● PROBLEM STATEMENT
Look through the data below. Collect every line where the word "headers" occurs.

-------- PROVIDED ENTRIES

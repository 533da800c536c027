//! Transport seams for realtime sessions
//!
//! Media and peer-connection mechanics live behind [`PeerTransport`]; the
//! controller only creates, sends on, and closes. Credential issuance and the
//! offer/answer exchange are plain HTTP and have reqwest implementations here.

use crate::config::VoiceConfig;
use crate::error::ControlError;
use async_trait::async_trait;
use reqwest::header::CONTENT_TYPE;
use reqwest::Client;
use serde::Deserialize;
use std::sync::Arc;
use tokio::sync::mpsc;

/// Events delivered by a data channel, in arrival order
#[derive(Debug, Clone, PartialEq, Eq)]
pub enum ChannelEvent {
    Open,
    Message(String),
    Closed,
}

/// Receiving half of a data channel
pub type ChannelEvents = mpsc::UnboundedReceiver<ChannelEvent>;

/// Structured-event side channel of the transport
pub trait DataChannel: Send + Sync {
    fn send(&self, text: &str) -> Result<(), ControlError>;
    fn close(&self) -> Result<(), ControlError>;
}

/// One local audio capture track
pub trait AudioTrack: Send + Sync {
    fn stop(&mut self) -> Result<(), ControlError>;
}

/// A peer connection to the realtime endpoint
#[async_trait]
pub trait PeerTransport: Send + Sync {
    /// Capture local audio and attach the tracks
    async fn capture_audio(&mut self) -> Result<Vec<Box<dyn AudioTrack>>, ControlError>;

    async fn create_data_channel(
        &mut self,
        label: &str,
    ) -> Result<(Arc<dyn DataChannel>, ChannelEvents), ControlError>;

    /// Local offer payload
    async fn create_offer(&mut self) -> Result<String, ControlError>;

    /// Apply the remote answer, completing the handshake
    async fn apply_answer(&mut self, answer: &str) -> Result<(), ControlError>;

    async fn close(&mut self) -> Result<(), ControlError>;
}

/// Creates one transport per session
pub trait TransportFactory: Send + Sync {
    fn create(&self) -> Result<Box<dyn PeerTransport>, ControlError>;
}

/// Issues short-lived session credentials
#[async_trait]
pub trait TokenSource: Send + Sync {
    async fn fetch_token(&self) -> Result<String, ControlError>;
}

/// Exchanges an offer for an answer with the realtime endpoint
#[async_trait]
pub trait Signaling: Send + Sync {
    async fn negotiate(&self, token: &str, offer: &str) -> Result<String, ControlError>;
}

// ============================================================================
// HTTP token source
// ============================================================================

#[derive(Debug, Deserialize)]
struct SessionResponse {
    client_secret: ClientSecret,
}

#[derive(Debug, Deserialize)]
struct ClientSecret {
    value: String,
}

/// `GET /session` on the local token service
#[derive(Debug, Clone)]
pub struct HttpTokenSource {
    client: Client,
    url: String,
}

impl HttpTokenSource {
    pub fn new(client: Client, url: impl Into<String>) -> Self {
        Self {
            client,
            url: url.into(),
        }
    }

    pub fn from_config(client: Client, config: &VoiceConfig) -> Self {
        Self::new(client, config.token_url())
    }
}

#[async_trait]
impl TokenSource for HttpTokenSource {
    async fn fetch_token(&self) -> Result<String, ControlError> {
        let response = self
            .client
            .get(&self.url)
            .send()
            .await
            .map_err(|e| ControlError::transport(format!("token service unreachable: {e}")))?;

        let status = response.status();
        if !status.is_success() {
            let body = response.text().await.unwrap_or_default();
            return Err(ControlError::transport(format!(
                "token service returned {status}: {body}"
            )));
        }

        let session: SessionResponse = response
            .json()
            .await
            .map_err(|e| ControlError::transport(format!("invalid token response: {e}")))?;
        Ok(session.client_secret.value)
    }
}

// ============================================================================
// HTTP signaling
// ============================================================================

/// POSTs the offer to `{realtime_url}?model={model}`
#[derive(Debug, Clone)]
pub struct HttpSignaling {
    client: Client,
    url: String,
}

impl HttpSignaling {
    pub fn new(client: Client, url: impl Into<String>) -> Self {
        Self {
            client,
            url: url.into(),
        }
    }

    pub fn from_config(client: Client, config: &VoiceConfig) -> Self {
        Self::new(client, config.negotiation_url())
    }
}

#[async_trait]
impl Signaling for HttpSignaling {
    async fn negotiate(&self, token: &str, offer: &str) -> Result<String, ControlError> {
        let response = self
            .client
            .post(&self.url)
            .bearer_auth(token)
            .header(CONTENT_TYPE, "application/sdp")
            .body(offer.to_string())
            .send()
            .await
            .map_err(|e| ControlError::transport(format!("realtime endpoint unreachable: {e}")))?;

        let status = response.status();
        let body = response
            .text()
            .await
            .map_err(|e| ControlError::transport(format!("failed to read answer: {e}")))?;

        if !status.is_success() {
            return Err(ControlError::transport(format!(
                "realtime endpoint returned {status}: {body}"
            )));
        }
        Ok(body)
    }
}
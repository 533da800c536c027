//! HTTP-mode conversation: history plus the function-dispatch orchestrator
//!
//! One [`ConversationOrchestrator`] drives one logical conversation. Callers
//! needing concurrent conversations use separate instances.

mod orchestrator;
mod state;

pub use orchestrator::{ConversationOrchestrator, FunctionCallOutcome};
pub use state::{ActiveProvider, ConversationState, HistoryPolicy};
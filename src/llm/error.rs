//! LLM error types

use std::time::Duration;
use thiserror::Error;

/// LLM error with classification
#[derive(Debug, Error)]
#[error("{message}")]
pub struct LlmError {
    pub kind: LlmErrorKind,
    pub message: String,
    pub retry_after: Option<Duration>,
}

impl LlmError {
    pub fn new(kind: LlmErrorKind, message: impl Into<String>) -> Self {
        Self {
            kind,
            message: message.into(),
            retry_after: None,
        }
    }

    pub fn with_retry_after(mut self, duration: Duration) -> Self {
        self.retry_after = Some(duration);
        self
    }

    pub fn network(message: impl Into<String>) -> Self {
        Self::new(LlmErrorKind::Network, message)
    }

    pub fn rate_limit(message: impl Into<String>) -> Self {
        Self::new(LlmErrorKind::RateLimit, message)
    }

    pub fn server_error(message: impl Into<String>) -> Self {
        Self::new(LlmErrorKind::ServerError, message)
    }

    pub fn auth(message: impl Into<String>) -> Self {
        Self::new(LlmErrorKind::Auth, message)
    }

    pub fn invalid_request(message: impl Into<String>) -> Self {
        Self::new(LlmErrorKind::InvalidRequest, message)
    }

    pub fn unknown(message: impl Into<String>) -> Self {
        Self::new(LlmErrorKind::Unknown, message)
    }

    /// Classify a non-success HTTP status
    pub fn from_status(status: u16, message: &str) -> Self {
        match status {
            401 | 403 => Self::auth(format!("Authentication failed: {message}")),
            429 => Self::rate_limit(format!("Rate limit exceeded: {message}")),
            400 | 404 | 422 => Self::invalid_request(format!("Invalid request: {message}")),
            500..=599 => Self::server_error(format!("Server error: {message}")),
            _ => Self::unknown(format!("HTTP {status}: {message}")),
        }
    }

    /// Classify a reqwest transport failure
    pub fn from_reqwest(e: &reqwest::Error) -> Self {
        if e.is_timeout() {
            Self::network(format!("Request timeout: {e}"))
        } else if e.is_connect() {
            Self::network(format!("Connection failed: {e}"))
        } else {
            Self::unknown(format!("Request failed: {e}"))
        }
    }
}

/// Error classification for logging and failover decisions
#[derive(Debug, Clone, Copy, PartialEq, Eq)]
pub enum LlmErrorKind {
    /// Network issues, timeouts - retryable
    Network,
    /// Rate limited (429) - retryable with backoff
    RateLimit,
    /// Server error (5xx) - retryable
    ServerError,
    /// Authentication failed (401, 403) - not retryable
    Auth,
    /// Bad request (400) - not retryable
    InvalidRequest,
    /// Unknown error
    Unknown,
}

impl LlmErrorKind {
    pub fn is_retryable(self) -> bool {
        matches!(self, Self::Network | Self::RateLimit | Self::ServerError)
    }
}
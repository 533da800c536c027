//! Test doubles for the provider seam

use crate::llm::{ChatMessage, LlmError, LlmRequest, LlmResponse, LlmService, Role, ToolCall, Usage};
use async_trait::async_trait;
use std::collections::VecDeque;
use std::sync::Mutex;

// ============================================================================
// Mock LLM service
// ============================================================================

/// Mock provider with queued responses
pub struct MockLlmService {
    responses: Mutex<VecDeque<Result<LlmResponse, LlmError>>>,
    model_id: String,
    /// Record of all requests made
    pub requests: Mutex<Vec<LlmRequest>>,
}

#[allow(dead_code)]
impl MockLlmService {
    pub fn new(model_id: impl Into<String>) -> Self {
        Self {
            responses: Mutex::new(VecDeque::new()),
            model_id: model_id.into(),
            requests: Mutex::new(Vec::new()),
        }
    }

    /// Queue a successful response
    pub fn queue_response(&self, response: LlmResponse) {
        self.responses.lock().unwrap().push_back(Ok(response));
    }

    /// Queue an error response
    pub fn queue_error(&self, error: LlmError) {
        self.responses.lock().unwrap().push_back(Err(error));
    }

    /// Get recorded requests
    pub fn recorded_requests(&self) -> Vec<LlmRequest> {
        self.requests.lock().unwrap().clone()
    }

    pub fn request_count(&self) -> usize {
        self.requests.lock().unwrap().len()
    }
}

#[async_trait]
impl LlmService for MockLlmService {
    async fn complete(&self, request: &LlmRequest) -> Result<LlmResponse, LlmError> {
        self.requests.lock().unwrap().push(request.clone());
        self.responses
            .lock()
            .unwrap()
            .pop_front()
            .unwrap_or_else(|| Err(LlmError::network("No mock response queued")))
    }

    fn model_id(&self) -> &str {
        &self.model_id
    }
}

// ============================================================================
// Response builders
// ============================================================================

pub fn text_response(text: &str) -> LlmResponse {
    LlmResponse {
        message: ChatMessage::assistant(text),
        finish_reason: Some("stop".to_string()),
        usage: Usage::default(),
    }
}

/// Assistant turn requesting `calls` as `(id, name, arguments)`
pub fn tool_call_response(calls: &[(&str, &str, &str)]) -> LlmResponse {
    LlmResponse {
        message: ChatMessage {
            role: Role::Assistant,
            content: None,
            tool_calls: calls
                .iter()
                .map(|(id, name, arguments)| ToolCall::new(*id, *name, *arguments))
                .collect(),
            tool_call_id: None,
        },
        finish_reason: Some("tool_calls".to_string()),
        usage: Usage::default(),
    }
}
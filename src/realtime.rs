//! Realtime voice sessions over a persistent transport
//!
//! Implements the Elm Architecture pattern: [`transition`] is pure, the
//! [`RealtimeSessionController`] executes the effects it returns.

mod controller;
mod effect;
pub mod event;
mod state;
mod transition;
pub mod transport;

#[cfg(test)]
mod testing;

pub use controller::{RealtimeSessionController, SessionHandle};
pub use effect::Effect;
pub use event::{ClientEvent, ServerEvent, SessionEvent};
pub use state::{SessionContext, SessionState};
pub use transition::{transition, TransitionError, TransitionResult};
pub use transport::{
    AudioTrack, ChannelEvent, ChannelEvents, DataChannel, HttpSignaling, HttpTokenSource,
    PeerTransport, Signaling, TokenSource, TransportFactory,
};
//! Connection parameters for one completion provider

use std::collections::BTreeMap;
use std::fmt;

/// Default chat-completions base address
pub const DEFAULT_BASE_URL: &str = "https://api.openai.com/v1";

/// Immutable connection parameters (credential, base address, model, headers).
///
/// Passive data: the orchestrator selects an endpoint, it never mutates one.
#[derive(Clone, PartialEq, Eq)]
pub struct ProviderEndpoint {
    pub api_key: String,
    pub base_url: String,
    pub model: String,
    pub headers: BTreeMap<String, String>,
}

impl ProviderEndpoint {
    pub fn new(api_key: impl Into<String>, model: impl Into<String>) -> Self {
        Self {
            api_key: api_key.into(),
            base_url: DEFAULT_BASE_URL.to_string(),
            model: model.into(),
            headers: BTreeMap::new(),
        }
    }

    pub fn with_base_url(mut self, base_url: impl Into<String>) -> Self {
        self.base_url = base_url.into();
        self
    }

    pub fn with_headers(mut self, headers: BTreeMap<String, String>) -> Self {
        self.headers = headers;
        self
    }

    pub fn chat_completions_url(&self) -> String {
        format!("{}/chat/completions", self.base_url.trim_end_matches('/'))
    }
}

// Keeps credentials out of logs
impl fmt::Debug for ProviderEndpoint {
    fn fmt(&self, f: &mut fmt::Formatter<'_>) -> fmt::Result {
        f.debug_struct("ProviderEndpoint")
            .field("api_key", &"<redacted>")
            .field("base_url", &self.base_url)
            .field("model", &self.model)
            .field("headers", &self.headers.keys().collect::<Vec<_>>())
            .finish()
    }
}
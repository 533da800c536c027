//! Error taxonomy for the function-dispatch core
//!
//! Nothing here is fatal to the host process: every variant is scoped to the
//! single call (or the single inbound event) that produced it.

use crate::llm::LlmError;
use thiserror::Error;

/// Errors surfaced by registration, orchestration and realtime sessions
#[derive(Debug, Error)]
pub enum ControlError {
    /// Malformed function descriptor; fatal to that `register` call only
    #[error("invalid function descriptor: {}", fields.join(", "))]
    Validation { fields: Vec<String> },

    /// Missing credential or incomplete fallback configuration
    #[error("configuration error: {0}")]
    Configuration(String),

    /// Non-success provider response or transport failure
    #[error("provider error: {0}")]
    Provider(#[from] LlmError),

    /// A tool implementation failed or panicked
    #[error("function `{function}` failed: {message}")]
    ToolExecution { function: String, message: String },

    /// Malformed inbound event or arguments
    #[error("protocol error: {0}")]
    Protocol(String),

    /// Realtime transport, token service or signaling failure
    #[error("transport error: {0}")]
    Transport(String),
}

impl ControlError {
    pub fn configuration(message: impl Into<String>) -> Self {
        Self::Configuration(message.into())
    }

    pub fn protocol(message: impl Into<String>) -> Self {
        Self::Protocol(message.into())
    }

    pub fn transport(message: impl Into<String>) -> Self {
        Self::Transport(message.into())
    }

    pub fn tool_execution(function: impl Into<String>, message: impl Into<String>) -> Self {
        Self::ToolExecution {
            function: function.into(),
            message: message.into(),
        }
    }

    /// True when the error came from the provider and should drive failover
    pub fn is_provider(&self) -> bool {
        matches!(self, Self::Provider(_))
    }
}
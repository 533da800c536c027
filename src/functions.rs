//! Function descriptors and the registry that binds them to implementations
//!
//! Both the HTTP conversation and the realtime voice session dispatch
//! provider-requested calls through a [`FunctionRegistry`].

mod descriptor;
mod registry;

#[cfg(test)]
mod proptests;

pub use descriptor::{
    FunctionDescriptor, ProviderFunction, ProviderTool, RealtimeTool, ReturnSpec, UsageExample,
};
pub use registry::{
    function_error_payload, function_result_payload, positional_arguments, FnTool,
    FunctionBinding, FunctionRegistry, InvokeOutcome, ToolError, ToolFunction, UnknownToolPolicy,
};
/// Next event from the data channel; pending forever when there is none
async fn next_channel_event(inbound: &mut Option<ChannelEvents>) -> Option<ChannelEvent> {
    match inbound {
        Some(events) => events.recv().await,
        None => std::future::pending().await,
    }
}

----------------

● WORKED SOLUTION
/// Immutable connection parameters (credential, base address, model, headers).
    pub headers: BTreeMap<String, String>,
            headers: BTreeMap::new(),
    pub fn with_headers(mut self, headers: BTreeMap<String, String>) -> Self {
        self.headers = headers;
            .field("headers", &self.headers.keys().collect::<Vec<_>>())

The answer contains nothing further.